Ontem, entidades que pregam o fim dos manicômios comemoraram mais um Dia Nacional da Luta Antimanicomial. Hoje à noite, uma festa no "casarão da rua Itapeva", onde funciona o Centro de Apoio Psicossocial (considerado o Caps pioneiro), vai marcar a data com apresentações e forró.
O "casarão" foi enfeitado com bandeirolas que comemoram a sanção da lei federal que determinaria o fim do manicômio.
Mas a lei não determina o fim de nada. Originalmente proposta pelo deputado Paulo Delgado (PT-MG), em nome do Movimento pela Luta Antimanicomial, a lei sancionada no dia 6 de abril permaneceu uma década no Congresso sem mudar o cenário da saúde mental no país.
O que pretendia ser a decretação do fim do manicômio transformou-se numa proposta de conduta que enfatiza os direitos humanos. "A lei aponta na direção que buscamos, mas saiu bastante descarnada", diz Marcus Vinícius de Oliveira, do Conselho Federal de Psicologia e membro da comissão de saúde mental no Conselho Nacional de Saúde.
Enquanto a lei patinava no Congresso, pelo menos seis Estados aprovaram legislações que apontam para a substituição dos manicômios. "Na prática, pouca coisa mudou", diz o deputado Roberto Gouveia (PT), autor da lei do Código de Saúde paulista.
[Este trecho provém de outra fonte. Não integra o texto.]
use thiserror::Error;

use super::models::{FilterKind, JobSpec};

#[derive(Debug, Error, Clone, PartialEq, Eq)]
pub enum ValidationError {
    #[error("required job field '{0}' is missing")]
    MissingField(&'static str),
}

/// Required creation fields, extracted from a [`JobSpec`] that passed validation
#[derive(Debug, Clone, PartialEq)]
pub struct RequiredFields {
    pub name: String,
    pub source: i64,
    pub target: i64,
    pub start_id: i64,
    pub end_id: i64,
    pub batch_size: u32,
    pub recurring_time: u32,
    pub delete_time: i64,
    pub filter_type: FilterKind,
}

fn require<T: Copy>(value: Option<T>, field: &'static str) -> Result<T, ValidationError> {
    value.ok_or(ValidationError::MissingField(field))
}

/// Reject a `JobSpec` that lacks any required field
///
/// A name made only of whitespace counts as missing. Fields are checked in
/// declaration order and the first gap is reported.
pub fn validate_spec(spec: &JobSpec) -> Result<RequiredFields, ValidationError> {
    let name = match spec.name.as_deref().map(str::trim) {
        Some(name) if !name.is_empty() => name.to_string(),
        _ => return Err(ValidationError::MissingField("name")),
    };

    Ok(RequiredFields {
        name,
        source: require(spec.source, "source")?,
        target: require(spec.target, "target")?,
        start_id: require(spec.start_id, "start_id")?,
        end_id: require(spec.end_id, "end_id")?,
        batch_size: require(spec.batch_size, "batch_size")?,
        recurring_time: require(spec.recurring_time, "recurring_time")?,
        delete_time: require(spec.delete_time, "delete_time")?,
        filter_type: require(spec.filter_type, "filter_type")?,
    })
}

#[cfg(test)]
mod tests {
    use super::*;

    #[test]
    fn validate_spec_accepts_complete_spec() {
        let fields = validate_spec(&sample_spec()).unwrap();
        assert_eq!(fields.name, "mirror");
        assert_eq!(fields.end_id, 50);
    }

    #[test]
    fn validate_spec_trims_name() {
        let mut spec = sample_spec();
        spec.name = Some("  mirror  ".to_string());
        assert_eq!(validate_spec(&spec).unwrap().name, "mirror");
    }

    #[test]
    fn validate_spec_rejects_blank_name() {
        let mut spec = sample_spec();
        spec.name = Some("   ".to_string());

        let err = validate_spec(&spec).unwrap_err();
        assert_eq!(err, ValidationError::MissingField("name"));
    }

    #[test]
    fn validate_spec_reports_first_missing_field() {
        let mut spec = sample_spec();
        spec.delete_time = None;
        spec.filter_type = None;

        let err = validate_spec(&spec).unwrap_err();
        assert_eq!(err, ValidationError::MissingField("delete_time"));
    }

    #[test]
    fn validate_spec_ignores_optional_overrides() {
        let mut spec = sample_spec();
        spec.caption = None;
        spec.button_text = None;
        spec.button_url = None;
        assert!(validate_spec(&spec).is_ok());
    }

    fn sample_spec() -> JobSpec {
        JobSpec {
            name: Some("mirror".to_string()),
            source: Some(-100111),
            target: Some(-100222),
            start_id: Some(1),
            end_id: Some(50),
            batch_size: Some(5),
            recurring_time: Some(60),
            delete_time: Some(0),
            filter_type: Some(FilterKind::All),
            caption: Some("hello".to_string()),
            button_text: None,
            button_url: None,
        }
    }
}
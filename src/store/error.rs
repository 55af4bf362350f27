use thiserror::Error;

use crate::jobs::ValidationError;

use super::ids::IdError;

#[derive(Debug, Error)]
pub enum StoreError {
    #[error("Fjall error: {0}")]
    Fjall(#[from] fjall::Error),

    #[error("Serialization error: {0}")]
    Serialization(#[from] serde_json::Error),

    #[error("Validation error: {0}")]
    Validation(#[from] ValidationError),

    #[error("Malformed identifier: {0}")]
    MalformedId(#[from] IdError),

    #[error("Invalid key format: {0}")]
    CorruptKey(String),

    #[error("I/O error: {0}")]
    Io(#[from] std::io::Error),
}

pub type Result<T> = std::result::Result<T, StoreError>;
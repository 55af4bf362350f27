use chrono::{DateTime, Utc};
use tracing::{debug, info, warn};

use crate::ledger::Ledger;
use crate::store::database::count_entries;
use crate::store::partitions::{
    decode_index_key, encode_active_key, encode_active_prefix, encode_job_key, encode_owner_key,
    encode_owner_prefix, millis,
};
use crate::store::{Database, JobId, Result};

use super::models::{Job, JobSpec, JobUpdate};
use super::validation::validate_spec;

/// Fjall-backed store of forwarding jobs
///
/// Besides the job documents it maintains two secondary indexes in the
/// `job_index` partition: jobs by owner and jobs by `is_active`. A job and its
/// index entries are always written in one batch.
#[derive(Clone)]
pub struct JobStore {
    db: Database,
    ledger: Ledger,
}

impl JobStore {
    pub fn new(db: Database) -> Self {
        let ledger = Ledger::new(db.clone());
        Self { db, ledger }
    }

    /// Validate and persist a new, inactive job
    pub fn create_job(&self, owner_id: i64, spec: &JobSpec) -> Result<JobId> {
        let fields = validate_spec(spec)?;
        let now = self.db.clock().now();
        let id = JobId::new(now);

        let job = Job {
            id,
            owner_id,
            name: fields.name,
            source_channel_id: fields.source,
            target_channel_id: fields.target,
            start_post_id: fields.start_id,
            end_post_id: fields.end_id,
            batch_size: fields.batch_size,
            recurring_minutes: fields.recurring_time,
            delete_after_minutes: fields.delete_time,
            filter: fields.filter_type,
            caption: spec.caption.clone().unwrap_or_default(),
            button_text: spec.button_text.clone().unwrap_or_default(),
            button_url: spec.button_url.clone().unwrap_or_default(),
            is_active: false,
            last_forwarded_id: 0,
            created_at: now,
            updated_at: now,
        };

        let stamp = millis(job.created_at).to_be_bytes();
        let mut batch = self.db.keyspace().batch();
        batch.insert(self.db.jobs(), encode_job_key(&id), serde_json::to_vec(&job)?);
        batch.insert(self.db.job_index(), encode_owner_key(owner_id, &id), stamp);
        batch.insert(self.db.job_index(), encode_active_key(false, &id), stamp);
        batch.commit()?;

        info!(job_id = %id, owner_id, name = %job.name, "Created job");
        Ok(id)
    }

    /// Jobs of one owner, newest first
    ///
    /// Ties on `created_at` are ordered by descending id.
    pub fn jobs_for_user(&self, owner_id: i64) -> Result<Vec<Job>> {
        let mut jobs = self.load_indexed(&encode_owner_prefix(owner_id))?;
        jobs.sort_by(|a, b| b.created_at.cmp(&a.created_at).then_with(|| b.id.cmp(&a.id)));
        Ok(jobs)
    }

    /// Every job with `is_active = true`, oldest first
    pub fn active_jobs(&self) -> Result<Vec<Job>> {
        let mut jobs = self.load_indexed(&encode_active_prefix(true))?;
        jobs.sort_by(|a, b| a.created_at.cmp(&b.created_at).then_with(|| a.id.cmp(&b.id)));
        Ok(jobs)
    }

    /// Look up a job; unknown and malformed ids are both `None`
    pub fn get_job(&self, job_id: &str) -> Result<Option<Job>> {
        match JobId::parse_lenient(job_id) {
            Some(id) => self.load(&id),
            None => Ok(None),
        }
    }

    pub fn set_active(&self, job_id: &str, is_active: bool) -> Result<bool> {
        self.modify(job_id, "set_active", |job| job.is_active = is_active)
    }

    /// Move the progress cursor forward to `message_id`
    ///
    /// The cursor never moves backwards here; use [`JobStore::reset_progress`]
    /// to rewind.
    pub fn advance_progress(&self, job_id: &str, message_id: i64) -> Result<bool> {
        self.modify(job_id, "advance_progress", |job| {
            if message_id < job.last_forwarded_id {
                warn!(
                    job_id = %job.id,
                    current = job.last_forwarded_id,
                    requested = message_id,
                    "Ignoring backwards progress"
                );
                return;
            }
            job.last_forwarded_id = message_id;
        })
    }

    /// Rewind the cursor to just before `start_id` and drop the job's ledger
    ///
    /// The cursor saturates at `i64::MIN`.
    pub fn reset_progress(&self, job_id: &str, start_id: i64) -> Result<bool> {
        let Some(id) = JobId::parse_lenient(job_id) else {
            return Ok(false);
        };

        let found = self.modify_by_id(&id, "reset_progress", |job| {
            job.last_forwarded_id = start_id.saturating_sub(1);
        })?;
        let purged = self.ledger.purge_job(&id)?;

        info!(job_id = %id, start_id, purged, "Reset job progress");
        Ok(found)
    }

    pub fn apply_update(&self, job_id: &str, update: &JobUpdate) -> Result<bool> {
        self.modify(job_id, "apply_update", |job| update.apply_to(job))
    }

    /// Delete a job, then cascade to its ledger records
    ///
    /// The two steps are not atomic. Records left behind by a crash in
    /// between are never read through a job filter again and fall to the
    /// backstop expiry.
    pub fn delete_job(&self, job_id: &str) -> Result<bool> {
        let Some(id) = JobId::parse_lenient(job_id) else {
            return Ok(false);
        };

        let found = {
            let _guard = self.db.lock_jobs();
            match self.load(&id)? {
                Some(job) => {
                    let mut batch = self.db.keyspace().batch();
                    batch.remove(self.db.jobs(), encode_job_key(&id));
                    batch.remove(self.db.job_index(), encode_owner_key(job.owner_id, &id));
                    batch.remove(self.db.job_index(), encode_active_key(job.is_active, &id));
                    batch.commit()?;
                    true
                }
                None => false,
            }
        };

        let purged = self.ledger.purge_job(&id)?;
        info!(job_id = %id, found, purged, "Deleted job");
        Ok(found)
    }

    /// Number of stored jobs
    pub fn count(&self) -> Result<usize> {
        count_entries(self.db.jobs(), None)
    }

    /// Number of jobs created at or after `since`
    pub fn count_created_since(&self, since: DateTime<Utc>) -> Result<usize> {
        let start = encode_job_key(&JobId::min_at(since));
        let mut count = 0;
        for item in self.db.jobs().range(start..) {
            let (_, value) = item?;
            let job: Job = serde_json::from_slice(&value)?;
            if job.created_at >= since {
                count += 1;
            }
        }
        Ok(count)
    }

    fn load(&self, id: &JobId) -> Result<Option<Job>> {
        match self.db.jobs().get(encode_job_key(id))? {
            Some(value) => Ok(Some(serde_json::from_slice(&value)?)),
            None => Ok(None),
        }
    }

    /// Load every job referenced under an index prefix
    fn load_indexed(&self, prefix: &[u8]) -> Result<Vec<Job>> {
        let mut jobs = Vec::new();
        for item in self.db.job_index().prefix(prefix) {
            let (key, _) = item?;
            let Some(id) = decode_index_key(&key) else {
                warn!(key = %String::from_utf8_lossy(&key), "Skipping undecodable index key");
                continue;
            };
            match self.load(&id)? {
                Some(job) => jobs.push(job),
                None => debug!(job_id = %id, "Index entry without job"),
            }
        }
        Ok(jobs)
    }

    fn modify<F>(&self, job_id: &str, op: &'static str, f: F) -> Result<bool>
    where
        F: FnOnce(&mut Job),
    {
        match JobId::parse_lenient(job_id) {
            Some(id) => self.modify_by_id(&id, op, f),
            None => Ok(false),
        }
    }

    /// Read-modify-write one job document, keeping the active index in step
    fn modify_by_id<F>(&self, id: &JobId, op: &'static str, f: F) -> Result<bool>
    where
        F: FnOnce(&mut Job),
    {
        let _guard = self.db.lock_jobs();
        let Some(mut job) = self.load(id)? else {
            debug!(job_id = %id, op, "Job not found, nothing to update");
            return Ok(false);
        };

        let was_active = job.is_active;
        f(&mut job);
        job.updated_at = self.db.clock().now();

        let mut batch = self.db.keyspace().batch();
        batch.insert(self.db.jobs(), encode_job_key(id), serde_json::to_vec(&job)?);
        if was_active != job.is_active {
            let stamp = millis(job.created_at).to_be_bytes();
            batch.remove(self.db.job_index(), encode_active_key(was_active, id));
            batch.insert(self.db.job_index(), encode_active_key(job.is_active, id), stamp);
        }
        batch.commit()?;

        debug!(job_id = %id, op, "Updated job");
        Ok(true)
    }
}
Em meados dos anos 80, 97% dos gastos gerais com saúde mental eram consumidos com internações psiquiátricas e o restante com serviços alternativos. Hoje, a proporção é de 95% para 5%.
"Há um consenso entre governos, profissionais e mesmo usuários de que a grande maioria dos pacientes poderia estar em serviços comunitários, mas continua ocorrendo o contrário", diz a psiquiatra Ana Pitta, coordenadora do programa estadual de saúde mental e que comandou até agosto a área no Ministério da Saúde.
Segundo ela, pelo menos 60 mil pacientes poderiam estar sendo acompanhados em rede ambulatorial, mas o número de serviços é de apenas 232. "São R$ 432 milhões anuais gastos com internações e apenas R$ 22 investidos em serviços comunitários."
Para psiquiatras que defendem a reforma, como Jonas Melman, do Caps-Itapeva, a resistência às mudanças decorrem da pressão dos donos de hospitais psiquiátricos e da preocupação da sociedade, que teme ver seus "loucos" fora dos manicômios. No debate, a polêmica se concentrou em "manter ou fechar hospitais e leitos psiquiátricos", quando o problema é mais amplo.

Casa terapêutica
Entre os argumentos daqueles que criticam a "luta antimanicomial" estão a necessidade da manutenção de modernos serviços psiquiátricos e os custos dos equipamentos alternativos. Para o professor Valentim Gentil Filho, titular de psiquiatria da Faculdade de Medicina da USP, o país vive um "problema crônico de desassistência", com metade dos moradores de rua sofrendo de problemas psiquiátricos graves.
"Sou contra os manicômios, mas precisamos de hospitais modernos e de casas asilares que possam abrigar as pessoas. Casas terapêuticas, para oito pessoas, são caras, uma ficção."
Pelos cálculos das entidades que adotaram essa prática, os custos das casas assistidas são menores que os R$ 700 mensais pagos pelo SUS aos hospitais psiquiátricos.
No Rio Grande do Sul, a legislação vem mostrando que pode haver consenso entre as partes. A lei do deputado Marcos Rolim (PT), aprovada em 92, desistiu de fixar prazos para fechamento dos manicômios e priorizou serviços alternativos. Hoje, dois terços dos 500 municípios do Estado têm serviço psiquiátrico comunitário.